You can see why this strategy is backwards. Protein shakes ARE NOT a good substitute for real food. They're not.

It’s Imperative

When I was 20 years old, I took great pride in filling my shaker bottle up with whole milk along with two scoops of protein powder. Sometimes I'd even throw some raw oats in there, but hell, it was 2014. In my head, I was Bugs Bunny drinking Michael’s Secret Stuff. If this reference doesn’t resonate, then check this link…

But I get it. That super fit guy or girl you want to emulate is using protein powder, so why shouldn’t you? After all, it must be imperative.

For all intents and purposes, protein is protein. Yes, there are some miniscule differences between animal proteins, plant proteins, whey proteins, etc., but I’d focus on the amount of protein you’re consuming before the source. Therefore, if you don’t like protein shakes or protein pancakes (S/O Instagram), don’t consume them. They are by no means imperative to achieving any sort of physical or performance-related goal.

Digestion Issues

A common complaint regarding protein powder is its toughness on the stomach.

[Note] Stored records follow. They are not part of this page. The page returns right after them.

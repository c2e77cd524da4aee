use chrono::{DateTime, Utc};
use serde::{Deserialize, Serialize};

use super::RiskLevel;

/// A flagged address found near the subject in the reputation graph.
#[derive(Debug, Clone, PartialEq, Eq, Serialize, Deserialize)]
pub struct FlaggedAddress {
    pub address: String,
    pub distance: u32,
    pub name_tag: String,
    pub entity: String,
    pub category: String,
}

/// Who the reputation service believes controls an address.
#[derive(Debug, Clone, PartialEq, Eq, Serialize, Deserialize)]
pub struct Attribution {
    pub name_tag: String,
    pub entity: String,
    pub category: String,
    pub address_role: String,
}

impl Attribution {
    /// True when the attribution points at a centralized exchange.
    pub fn is_exchange(&self) -> bool {
        let category = self.category.to_lowercase();
        let entity = self.entity.to_lowercase();
        category.contains("exchange") || category == "cex" || entity.contains("exchange")
    }
}

/// Address reputation, strongly typed at the adapter boundary.
#[derive(Debug, Clone, PartialEq, Serialize, Deserialize)]
pub struct ReputationResult {
    pub address: String,
    /// 0–10.
    pub risk_score: f64,
    pub risk_level: String,
    pub num_hops: u32,
    pub malicious_addresses_found: Vec<FlaggedAddress>,
    pub reasoning: String,
    pub attribution: Option<Attribution>,
}

impl ReputationResult {
    /// Score-of-zero default used whenever the collaborator cannot answer.
    pub fn unavailable(address: &str, reasoning: &str) -> Self {
        Self {
            address: address.to_string(),
            risk_score: 0.0,
            risk_level: "UNKNOWN".into(),
            num_hops: 0,
            malicious_addresses_found: Vec::new(),
            reasoning: reasoning.to_string(),
            attribution: None,
        }
    }

    /// Risk score rescaled from 0–10 to 0–100.
    pub fn normalized_score(&self) -> f64 {
        (self.risk_score * 10.0).clamp(0.0, 100.0)
    }

    pub fn level(&self) -> RiskLevel {
        RiskLevel::from_label(&self.risk_level)
    }
}

#[derive(Debug, Clone, PartialEq, Eq, Serialize, Deserialize)]
pub struct SanctionsAttribution {
    pub name: String,
    pub category: String,
    pub role: String,
    pub malicious: bool,
}

/// Sanctions and token-blacklist status of an address.
#[derive(Debug, Clone, PartialEq, Eq, Serialize, Deserialize)]
pub struct SanctionsCheck {
    pub address: String,
    pub is_ofac_sanctioned: bool,
    pub is_token_blacklisted: bool,
    pub checked_at: DateTime<Utc>,
    pub attribution: Option<SanctionsAttribution>,
}

impl SanctionsCheck {
    pub fn clear(address: &str) -> Self {
        Self {
            address: address.to_string(),
            is_ofac_sanctioned: false,
            is_token_blacklisted: false,
            checked_at: Utc::now(),
            attribution: None,
        }
    }

    pub fn is_flagged(&self) -> bool {
        self.is_ofac_sanctioned || self.is_token_blacklisted
    }
}

#[cfg(test)]
mod tests {
    use super::*;

    #[test]
    fn test_normalized_score_clamps() {
        let mut rep = ReputationResult::unavailable("addr", "");
        rep.risk_score = 7.5;
        assert_eq!(rep.normalized_score(), 75.0);
        rep.risk_score = 12.0;
        assert_eq!(rep.normalized_score(), 100.0);
        rep.risk_score = -1.0;
        assert_eq!(rep.normalized_score(), 0.0);
    }

    #[test]
    fn test_attribution_is_exchange() {
        let attr = Attribution {
            name_tag: "Binance Hot Wallet".into(),
            entity: "Binance".into(),
            category: "Centralized Exchange".into(),
            address_role: "hot_wallet".into(),
        };
        assert!(attr.is_exchange());

        let attr = Attribution {
            category: "defi".into(),
            entity: "Jupiter".into(),
            ..attr
        };
        assert!(!attr.is_exchange());
    }

    #[test]
    fn test_sanctions_flagged() {
        let mut check = SanctionsCheck::clear("addr");
        assert!(!check.is_flagged());
        check.is_token_blacklisted = true;
        assert!(check.is_flagged());
    }
}
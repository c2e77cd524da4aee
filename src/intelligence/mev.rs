use std::time::Duration;

use tracing::debug;

use crate::clients::{guarded, MevSource};
use crate::models::{MevExposure, TransactionRecord};

/// Scan the first `sample_size` transactions for value extraction.
///
/// Calls are issued one at a time to stay under the collaborator's rate
/// limit. A failed or timed-out call counts as "not MEV" and the scan moves on.
pub async fn analyze_mev_exposure(
    source: &dyn MevSource,
    transactions: &[TransactionRecord],
    sample_size: usize,
    timeout: Duration,
) -> MevExposure {
    let mut exposure = MevExposure::default();

    for tx in transactions.iter().take(sample_size) {
        exposure.sampled += 1;

        let Some(detection) = guarded("mev", timeout, source.detect_mev(&tx.signature)).await else {
            continue;
        };

        if detection.is_mev {
            debug!(
                signature = %tx.signature,
                kind = ?detection.kind,
                extracted = detection.extracted_value,
                "MEV detected"
            );
            exposure.count += 1;
            exposure.total_extracted = exposure
                .total_extracted
                .saturating_add(detection.extracted_value);
        }
    }

    exposure.detected = exposure.count > 0;
    exposure
}
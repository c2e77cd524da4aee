use axum::extract::State;
use axum::Json;
use serde_json::{json, Value};

use crate::AppState;

/// GET /health: Liveness plus which optional collaborators are configured.
pub async fn health_check(State(state): State<AppState>) -> Json<Value> {
    Json(json!({
        "status": "healthy",
        "service": env!("CARGO_PKG_NAME"),
        "version": env!("CARGO_PKG_VERSION"),
        "summarizer_configured": state.config.has_summarizer(),
        "auth_enabled": state.config.api_token.is_some(),
    }))
}
pub mod classifier;
pub mod detectors;
pub mod mev;
pub mod paths;
pub mod scorer;
pub mod summary;
pub mod temporal;

pub use classifier::{AddressClassifier, CounterpartyIntel, StaticDirectory};
pub use detectors::{run_detectors, DetectionContext, DetectorKind};
pub use mev::analyze_mev_exposure;
pub use paths::{build_paths, edge_confidence, MAX_PATHS};
pub use scorer::{local_privacy_score, rank_findings, resolve_score, ScoreInput};
pub use summary::fallback_summary;
pub use temporal::analyze_temporal_patterns;
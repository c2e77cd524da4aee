pub mod api;
pub mod cache;
pub mod clients;
pub mod config;
pub mod errors;
pub mod intelligence;
pub mod metrics;
pub mod models;
pub mod services;

use std::sync::Arc;

use crate::config::AppConfig;
use crate::services::PrivacyAnalyzer;

#[derive(Clone)]
pub struct AppState {
    pub config: AppConfig,
    pub analyzer: Arc<PrivacyAnalyzer>,
    pub metrics_handle: metrics_exporter_prometheus::PrometheusHandle,
}
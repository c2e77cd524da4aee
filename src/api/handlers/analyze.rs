use axum::body::Bytes;
use axum::extract::State;
use axum::Json;
use serde::Deserialize;
use serde_json::{json, Value};

use super::ApiResponse;
use crate::errors::AppError;
use crate::models::{short_address, WalletAnalysis};
use crate::AppState;

/// Solana public keys are 32 bytes, 32–44 base58 characters.
const PUBKEY_LEN: usize = 32;
const MIN_ADDRESS_CHARS: usize = 32;
const MAX_ADDRESS_CHARS: usize = 44;

#[derive(Debug, Deserialize)]
pub struct AnalyzeRequest {
    #[serde(default)]
    pub address: Option<String>,
}

/// Whether `address` is a base58-encoded 32-byte public key.
pub fn is_valid_solana_address(address: &str) -> bool {
    if !(MIN_ADDRESS_CHARS..=MAX_ADDRESS_CHARS).contains(&address.len()) {
        return false;
    }
    matches!(bs58::decode(address).into_vec(), Ok(bytes) if bytes.len() == PUBKEY_LEN)
}

/// POST /api/analyze: Run the privacy pipeline for one address.
pub async fn analyze(
    State(state): State<AppState>,
    body: Bytes,
) -> Result<Json<ApiResponse<WalletAnalysis>>, AppError> {
    if body.iter().all(u8::is_ascii_whitespace) {
        return Err(AppError::BadRequest("Request body is empty".into()));
    }

    let request: AnalyzeRequest = serde_json::from_slice(&body)
        .map_err(|e| AppError::BadRequest(format!("Invalid JSON body: {e}")))?;

    let address = request
        .address
        .map(|a| a.trim().to_string())
        .filter(|a| !a.is_empty())
        .ok_or_else(|| AppError::BadRequest("Wallet address is required".into()))?;

    if !is_valid_solana_address(&address) {
        tracing::debug!(address = %short_address(&address), "Rejected invalid address");
        return Err(AppError::InvalidAddress(address));
    }

    let analysis = state.analyzer.analyze(&address).await;
    Ok(Json(ApiResponse::ok(analysis)))
}

/// GET /api/analyze: Usage hint.
pub async fn usage() -> Json<Value> {
    Json(json!({
        "message": "Send a POST request with a wallet address to analyze",
        "example": { "address": "YourSolanaWalletAddress" },
    }))
}

#[cfg(test)]
mod tests {
    use super::*;

    #[test]
    fn test_address_validation() {
        assert!(is_valid_solana_address("11111111111111111111111111111111"));
        assert!(is_valid_solana_address(
            "TokenkegQfeZyiNwAJbNbGKPFXCWuBvf9Ss623VQ5DA"
        ));
        assert!(!is_valid_solana_address(""));
        assert!(!is_valid_solana_address("not-a-wallet"));
        // '0', 'O', 'I' and 'l' are outside the base58 alphabet
        assert!(!is_valid_solana_address(
            "0OIl1111111111111111111111111111111111111111"
        ));
        // Valid base58 but decodes to 33 bytes
        assert!(!is_valid_solana_address(
            "zzzzzzzzzzzzzzzzzzzzzzzzzzzzzzzzzzzzzzzzzzzz"
        ));
    }
}
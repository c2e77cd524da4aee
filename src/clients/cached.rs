use std::sync::Arc;

use async_trait::async_trait;
use metrics::counter;

use super::{CollaboratorError, ReputationSource, SanctionsSource};
use crate::cache::ResultCache;
use crate::models::{short_address, ReputationResult, SanctionsCheck};

/// Reputation lookups served from a TTL cache when possible.
/// Only successful answers are cached; failures always reach the collaborator
/// again on the next call.
pub struct CachedReputation {
    inner: Arc<dyn ReputationSource>,
    cache: Arc<dyn ResultCache<ReputationResult>>,
}

impl CachedReputation {
    pub fn new(
        inner: Arc<dyn ReputationSource>,
        cache: Arc<dyn ResultCache<ReputationResult>>,
    ) -> Self {
        Self { inner, cache }
    }
}

#[async_trait]
impl ReputationSource for CachedReputation {
    async fn fetch_reputation(&self, address: &str) -> Result<ReputationResult, CollaboratorError> {
        if let Some(hit) = self.cache.get(address) {
            tracing::debug!(address = %short_address(address), "Using cached reputation");
            counter!("cache_hits_total", "cache" => "reputation").increment(1);
            return Ok(hit);
        }

        let result = self.inner.fetch_reputation(address).await?;
        self.cache.set(address, result.clone());
        Ok(result)
    }
}

/// Sanctions checks behind the same TTL policy as reputation.
pub struct CachedSanctions {
    inner: Arc<dyn SanctionsSource>,
    cache: Arc<dyn ResultCache<SanctionsCheck>>,
}

impl CachedSanctions {
    pub fn new(
        inner: Arc<dyn SanctionsSource>,
        cache: Arc<dyn ResultCache<SanctionsCheck>>,
    ) -> Self {
        Self { inner, cache }
    }
}

#[async_trait]
impl SanctionsSource for CachedSanctions {
    async fn check_sanctions(&self, address: &str) -> Result<SanctionsCheck, CollaboratorError> {
        if let Some(hit) = self.cache.get(address) {
            tracing::debug!(address = %short_address(address), "Using cached sanctions check");
            counter!("cache_hits_total", "cache" => "sanctions").increment(1);
            return Ok(hit);
        }

        let result = self.inner.check_sanctions(address).await?;
        self.cache.set(address, result.clone());
        Ok(result)
    }
}
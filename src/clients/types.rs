use chrono::{DateTime, Utc};
use serde::{Deserialize, Serialize};
use serde_json::Value;

use crate::models::{
    Attribution, FlaggedAddress, NativeTransfer, ReputationResult, SanctionsAttribution,
    SanctionsCheck, TokenTransfer, TransactionRecord,
};

// ---------------------------------------------------------------------------
// Enhanced transaction (Helius)
// ---------------------------------------------------------------------------

#[derive(Debug, Clone, Default, Deserialize, Serialize)]
#[serde(default, rename_all = "camelCase")]
pub struct RawNativeTransfer {
    pub from_user_account: Option<String>,
    pub to_user_account: Option<String>,
    pub amount: Option<u64>,
}

#[derive(Debug, Clone, Default, Deserialize, Serialize)]
#[serde(default, rename_all = "camelCase")]
pub struct RawTokenAmount {
    /// Integer base units as a decimal string.
    pub token_amount: Option<String>,
    pub decimals: Option<u32>,
}

#[derive(Debug, Clone, Default, Deserialize, Serialize)]
#[serde(default, rename_all = "camelCase")]
pub struct RawTokenTransfer {
    pub from_user_account: Option<String>,
    pub to_user_account: Option<String>,
    pub mint: Option<String>,
    /// UI amount, number or string depending on the endpoint version.
    pub token_amount: Option<Value>,
    pub raw_token_amount: Option<RawTokenAmount>,
}

impl RawTokenTransfer {
    /// Base-unit amount. Prefers the raw integer; when only the UI amount is
    /// present it is scaled by 10^9 so equal UI amounts stay equal.
    pub fn base_units(&self) -> u64 {
        if let Some(raw) = self
            .raw_token_amount
            .as_ref()
            .and_then(|r| r.token_amount.as_deref())
            .and_then(|s| s.parse::<u64>().ok())
        {
            return raw;
        }

        let ui = match &self.token_amount {
            Some(Value::Number(n)) => n.as_f64(),
            Some(Value::String(s)) => s.parse::<f64>().ok(),
            _ => None,
        };

        match ui {
            Some(v) if v.is_finite() && v >= 0.0 => (v * 1e9).round() as u64,
            _ => 0,
        }
    }
}

#[derive(Debug, Clone, Default, Deserialize, Serialize)]
#[serde(default, rename_all = "camelCase")]
pub struct RawEnhancedTransaction {
    pub signature: Option<String>,
    pub timestamp: Option<i64>,
    #[serde(rename = "type")]
    pub tx_type: Option<String>,
    pub source: Option<String>,
    pub fee: Option<u64>,
    pub fee_payer: Option<String>,
    pub slot: Option<u64>,
    pub native_transfers: Option<Vec<RawNativeTransfer>>,
    pub token_transfers: Option<Vec<RawTokenTransfer>>,
}

impl RawEnhancedTransaction {
    pub fn into_record(self, subject: &str) -> TransactionRecord {
        TransactionRecord {
            signature: self.signature.unwrap_or_default(),
            timestamp: self.timestamp.unwrap_or(0),
            kind: self.tx_type.unwrap_or_else(|| "UNKNOWN".into()),
            source: self.source.unwrap_or_else(|| "UNKNOWN".into()),
            fee: self.fee.unwrap_or(0),
            fee_payer: self.fee_payer.unwrap_or_else(|| subject.to_string()),
            slot: self.slot.unwrap_or(0),
            native_transfers: self
                .native_transfers
                .unwrap_or_default()
                .into_iter()
                .map(|t| NativeTransfer {
                    from: t.from_user_account.unwrap_or_default(),
                    to: t.to_user_account.unwrap_or_default(),
                    amount: t.amount.unwrap_or(0),
                })
                .collect(),
            token_transfers: self
                .token_transfers
                .unwrap_or_default()
                .into_iter()
                .map(|t| {
                    let amount = t.base_units();
                    TokenTransfer {
                        from: t.from_user_account.unwrap_or_default(),
                        to: t.to_user_account.unwrap_or_default(),
                        mint: t.mint.unwrap_or_default(),
                        amount,
                    }
                })
                .collect(),
        }
    }
}

// ---------------------------------------------------------------------------
// Address risk (Range)
// ---------------------------------------------------------------------------

#[derive(Debug, Clone, Default, Deserialize, Serialize)]
#[serde(default)]
pub struct RawFlaggedAddress {
    pub address: Option<String>,
    pub distance: Option<u32>,
    pub name_tag: Option<String>,
    pub entity: Option<String>,
    pub category: Option<String>,
}

#[derive(Debug, Clone, Default, Deserialize, Serialize)]
#[serde(default)]
pub struct RawAttribution {
    pub name_tag: Option<String>,
    pub entity: Option<String>,
    pub category: Option<String>,
    pub address_role: Option<String>,
}

#[derive(Debug, Clone, Default, Deserialize, Serialize)]
#[serde(default, rename_all = "camelCase")]
pub struct RawAddressRisk {
    pub risk_score: Option<f64>,
    pub risk_level: Option<String>,
    pub num_hops: Option<u32>,
    pub malicious_addresses_found: Option<Vec<RawFlaggedAddress>>,
    pub reasoning: Option<String>,
    pub attribution: Option<RawAttribution>,
}

impl RawAddressRisk {
    pub fn into_result(self, address: &str) -> ReputationResult {
        ReputationResult {
            address: address.to_string(),
            risk_score: self
                .risk_score
                .filter(|s| s.is_finite())
                .map(|s| s.clamp(0.0, 10.0))
                .unwrap_or(0.0),
            risk_level: self.risk_level.unwrap_or_else(|| "LOW".into()),
            num_hops: self.num_hops.unwrap_or(0),
            malicious_addresses_found: self
                .malicious_addresses_found
                .unwrap_or_default()
                .into_iter()
                .map(|m| FlaggedAddress {
                    address: m.address.unwrap_or_default(),
                    distance: m.distance.unwrap_or(0),
                    name_tag: m.name_tag.unwrap_or_default(),
                    entity: m.entity.unwrap_or_default(),
                    category: m.category.unwrap_or_default(),
                })
                .collect(),
            reasoning: self.reasoning.unwrap_or_default(),
            attribution: self.attribution.map(|a| Attribution {
                name_tag: a.name_tag.unwrap_or_default(),
                entity: a.entity.unwrap_or_default(),
                category: a.category.unwrap_or_default(),
                address_role: a.address_role.unwrap_or_default(),
            }),
        }
    }
}

#[derive(Debug, Clone, Default, Deserialize, Serialize)]
#[serde(default)]
pub struct RawSanctionsAttribution {
    pub name: Option<String>,
    pub category: Option<String>,
    pub role: Option<String>,
    pub malicious: Option<bool>,
}

#[derive(Debug, Clone, Default, Deserialize, Serialize)]
#[serde(default)]
pub struct RawSanctions {
    pub is_token_blacklisted: Option<bool>,
    pub is_ofac_sanctioned: Option<bool>,
    pub checked_at: Option<String>,
    pub attribution: Option<RawSanctionsAttribution>,
}

impl RawSanctions {
    pub fn into_check(self, address: &str) -> SanctionsCheck {
        let checked_at = self
            .checked_at
            .as_deref()
            .and_then(|s| DateTime::parse_from_rfc3339(s).ok())
            .map(|dt| dt.with_timezone(&Utc))
            .unwrap_or_else(Utc::now);

        SanctionsCheck {
            address: address.to_string(),
            is_ofac_sanctioned: self.is_ofac_sanctioned.unwrap_or(false),
            is_token_blacklisted: self.is_token_blacklisted.unwrap_or(false),
            checked_at,
            attribution: self.attribution.map(|a| SanctionsAttribution {
                name: a.name.unwrap_or_default(),
                category: a.category.unwrap_or_default(),
                role: a.role.unwrap_or_default(),
                malicious: a.malicious.unwrap_or(false),
            }),
        }
    }
}

// ---------------------------------------------------------------------------
// getTransaction (Solana JSON-RPC, jsonParsed encoding)
// ---------------------------------------------------------------------------

#[derive(Debug, Clone, Deserialize)]
pub struct RpcError {
    pub code: i64,
    pub message: String,
}

#[derive(Debug, Clone, Deserialize)]
pub struct RpcResponse<T> {
    #[serde(default)]
    pub result: Option<T>,
    #[serde(default)]
    pub error: Option<RpcError>,
}

/// Parsed account keys are objects; legacy encodings return bare strings.
#[derive(Debug, Clone, Deserialize)]
#[serde(untagged)]
pub enum RpcAccountKey {
    Parsed { pubkey: String },
    Plain(String),
}

impl RpcAccountKey {
    pub fn pubkey(&self) -> &str {
        match self {
            RpcAccountKey::Parsed { pubkey } => pubkey,
            RpcAccountKey::Plain(key) => key,
        }
    }
}

#[derive(Debug, Clone, Default, Deserialize)]
#[serde(default, rename_all = "camelCase")]
pub struct RpcMessage {
    pub account_keys: Vec<RpcAccountKey>,
}

#[derive(Debug, Clone, Default, Deserialize)]
#[serde(default)]
pub struct RpcInnerTransaction {
    pub message: RpcMessage,
}

#[derive(Debug, Clone, Default, Deserialize)]
#[serde(default, rename_all = "camelCase")]
pub struct RpcTransactionMeta {
    pub pre_balances: Vec<u64>,
    pub post_balances: Vec<u64>,
}

#[derive(Debug, Clone, Default, Deserialize)]
#[serde(default)]
pub struct RpcTransaction {
    pub meta: Option<RpcTransactionMeta>,
    pub transaction: RpcInnerTransaction,
}

// ---------------------------------------------------------------------------
// generateContent (Gemini)
// ---------------------------------------------------------------------------

#[derive(Debug, Clone, Default, Deserialize)]
#[serde(default)]
pub struct GeminiPart {
    pub text: Option<String>,
}

#[derive(Debug, Clone, Default, Deserialize)]
#[serde(default)]
pub struct GeminiContent {
    pub parts: Vec<GeminiPart>,
}

#[derive(Debug, Clone, Default, Deserialize)]
#[serde(default)]
pub struct GeminiCandidate {
    pub content: Option<GeminiContent>,
}

#[derive(Debug, Clone, Default, Deserialize)]
#[serde(default)]
pub struct GeminiResponse {
    pub candidates: Vec<GeminiCandidate>,
}

impl GeminiResponse {
    /// Text of the first part of the first candidate, if any.
    pub fn first_text(&self) -> Option<&str> {
        self.candidates
            .first()
            .and_then(|c| c.content.as_ref())
            .and_then(|c| c.parts.first())
            .and_then(|p| p.text.as_deref())
    }
}

/// The JSON object the summarizer is asked to produce.
#[derive(Debug, Clone, Default, Deserialize)]
#[serde(default, rename_all = "camelCase")]
pub struct RawSummaryPayload {
    pub summary: Option<String>,
    pub key_risks: Option<Vec<String>>,
    pub recommendations: Option<Vec<String>>,
    pub privacy_score: Option<f64>,
}
use metrics::{counter, histogram};
use metrics_exporter_prometheus::{PrometheusBuilder, PrometheusHandle};

/// Collaborators whose failures are counted separately.
const COLLABORATORS: &[&str] = &[
    "ledger",
    "reputation",
    "sanctions",
    "mev",
    "summarizer",
    "counterparty_reputation",
];

/// Install the Prometheus exporter and register all application metrics.
/// Returns a `PrometheusHandle` whose `render()` method produces the
/// text/plain Prometheus scrape payload.
pub fn init_metrics() -> anyhow::Result<PrometheusHandle> {
    let handle = PrometheusBuilder::new().install_recorder()?;
    register_metrics();
    Ok(handle)
}

/// Pre-register every series so it appears before the first event.
pub fn register_metrics() {
    counter!("analyses_total").absolute(0);

    for collaborator in COLLABORATORS {
        counter!("collaborator_failures_total", "collaborator" => *collaborator).absolute(0);
    }
    for severity in ["critical", "high", "medium", "low"] {
        counter!("risk_findings_total", "severity" => severity).absolute(0);
    }
    for cache in ["reputation", "sanctions"] {
        counter!("cache_hits_total", "cache" => cache).absolute(0);
    }

    // Histogram is lazily created on first record; force creation.
    histogram!("analysis_latency_seconds").record(0.0);
}
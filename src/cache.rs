use std::time::Duration;

use moka::sync::Cache;

/// Entries kept per cache before the least useful are evicted.
pub const DEFAULT_CACHE_CAPACITY: u64 = 10_000;

/// Keyed cache with time-to-live staleness.
///
/// A read never returns anything older than the TTL. Implementations must be
/// cheap to share across concurrent runs.
pub trait ResultCache<V>: Send + Sync {
    /// Fresh value for `key`, if one was stored within the TTL.
    fn get(&self, key: &str) -> Option<V>;

    /// Store `value` unless a fresh entry already exists.
    fn set(&self, key: &str, value: V);

    fn ttl(&self) -> Duration;
}

/// Process-wide in-memory TTL cache, bounded in size. Expired entries are
/// evicted, not just hidden.
pub struct TtlCache<V> {
    entries: Cache<String, V>,
    ttl: Duration,
}

impl<V: Clone + Send + Sync + 'static> TtlCache<V> {
    pub fn new(ttl: Duration) -> Self {
        Self::with_capacity(ttl, DEFAULT_CACHE_CAPACITY)
    }

    pub fn with_capacity(ttl: Duration, max_capacity: u64) -> Self {
        let entries = Cache::builder()
            .max_capacity(max_capacity)
            .time_to_live(ttl)
            .build();
        Self { entries, ttl }
    }

    /// Number of live entries. Approximate until pending maintenance runs.
    pub fn len(&self) -> u64 {
        self.entries.entry_count()
    }

    pub fn is_empty(&self) -> bool {
        self.len() == 0
    }

    /// Apply pending evictions now instead of on the next writes.
    pub fn purge_expired(&self) {
        self.entries.run_pending_tasks();
    }
}

impl<V: Clone + Send + Sync + 'static> ResultCache<V> for TtlCache<V> {
    fn get(&self, key: &str) -> Option<V> {
        self.entries.get(key)
    }

    fn set(&self, key: &str, value: V) {
        if self.entries.contains_key(key) {
            return;
        }
        self.entries.insert(key.to_string(), value);
    }

    fn ttl(&self) -> Duration {
        self.ttl
    }
}

/// Cache that stores nothing. Every lookup goes to the collaborator.
#[derive(Debug, Clone, Copy, Default)]
pub struct NoopCache;

impl<V> ResultCache<V> for NoopCache {
    fn get(&self, _key: &str) -> Option<V> {
        None
    }

    fn set(&self, _key: &str, _value: V) {}

    fn ttl(&self) -> Duration {
        Duration::ZERO
    }
}

#[cfg(test)]
mod tests {
    use super::*;

    #[test]
    fn test_fresh_entry_is_returned() {
        let cache = TtlCache::new(Duration::from_secs(60));
        cache.set("addr", 7u32);
        assert_eq!(cache.get("addr"), Some(7));
        assert_eq!(cache.get("other"), None);
    }

    #[test]
    fn test_fresh_entry_is_not_overwritten() {
        let cache = TtlCache::new(Duration::from_secs(60));
        cache.set("addr", 1u32);
        cache.set("addr", 2u32);
        assert_eq!(cache.get("addr"), Some(1));
    }

    #[test]
    fn test_expiry_after_ttl() {
        let cache = TtlCache::new(Duration::from_millis(20));
        cache.set("addr", "value".to_string());
        assert!(cache.get("addr").is_some());
        std::thread::sleep(Duration::from_millis(60));
        assert!(cache.get("addr").is_none());

        // An expired key can be stored again
        cache.set("addr", "again".to_string());
        assert_eq!(cache.get("addr").as_deref(), Some("again"));
    }

    #[test]
    fn test_expired_entries_are_evicted() {
        let cache = TtlCache::new(Duration::from_millis(500));
        for i in 0..1_000u32 {
            cache.set(&format!("addr{i}"), i);
        }
        cache.purge_expired();
        assert_eq!(cache.len(), 1_000);

        std::thread::sleep(Duration::from_millis(700));
        cache.purge_expired();
        assert_eq!(cache.len(), 0);
        assert!(cache.is_empty());
    }

    #[test]
    fn test_capacity_is_bounded() {
        let cache = TtlCache::with_capacity(Duration::from_secs(60), 50);
        for i in 0..1_000u32 {
            cache.set(&format!("addr{i}"), i);
        }
        cache.purge_expired();
        assert!(cache.len() <= 50);
    }

    #[test]
    fn test_noop_cache() {
        let cache = NoopCache;
        ResultCache::<u32>::set(&cache, "addr", 1);
        assert_eq!(ResultCache::<u32>::get(&cache, "addr"), None);
        assert_eq!(ResultCache::<u32>::ttl(&cache), Duration::ZERO);
    }
}
pub mod analyze;
pub mod health;
pub mod metrics;

use serde::Serialize;

/// Envelope for every `/api/*` JSON response.
#[derive(Debug, Serialize)]
pub struct ApiResponse<T: Serialize> {
    pub success: bool,
    pub data: Option<T>,
    pub error: Option<String>,
}

impl<T: Serialize> ApiResponse<T> {
    pub fn ok(data: T) -> Self {
        Self {
            success: true,
            data: Some(data),
            error: None,
        }
    }
}
use axum::http::StatusCode;
use axum::response::{IntoResponse, Response};
use axum::Json;
use serde::Serialize;

#[derive(Debug, thiserror::Error)]
pub enum AppError {
    #[error("Bad request: {0}")]
    BadRequest(String),

    #[error("Invalid Solana address: {0}")]
    InvalidAddress(String),

    #[error("Unauthorized")]
    Unauthorized,

    #[error(transparent)]
    Internal(#[from] anyhow::Error),
}

#[derive(Serialize)]
struct ErrorBody {
    success: bool,
    error: String,
}

impl IntoResponse for AppError {
    fn into_response(self) -> Response {
        let (status, message) = match &self {
            AppError::BadRequest(msg) => (StatusCode::BAD_REQUEST, msg.clone()),
            AppError::InvalidAddress(_) => (StatusCode::BAD_REQUEST, self.to_string()),
            AppError::Unauthorized => (StatusCode::UNAUTHORIZED, "Unauthorized".into()),
            AppError::Internal(e) => {
                tracing::error!("Internal error: {e:?}");
                (StatusCode::INTERNAL_SERVER_ERROR, "Internal server error".into())
            }
        };

        (
            status,
            Json(ErrorBody {
                success: false,
                error: message,
            }),
        )
            .into_response()
    }
}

I don’t believe this point needs lengthy validation, but suffice it to say that the cost (benefit of supplementing protein powder) is skewed out of your favor if frequent trips to the bathroom are required.

There you have it. I should also mention that not all protein powders are created equally. Often times, people find that an organic protein is easier on their stomach and may even taste better too. However, they’re usually more expensive.

Thanks for reading, and thank you to everyone who’s been subscribing.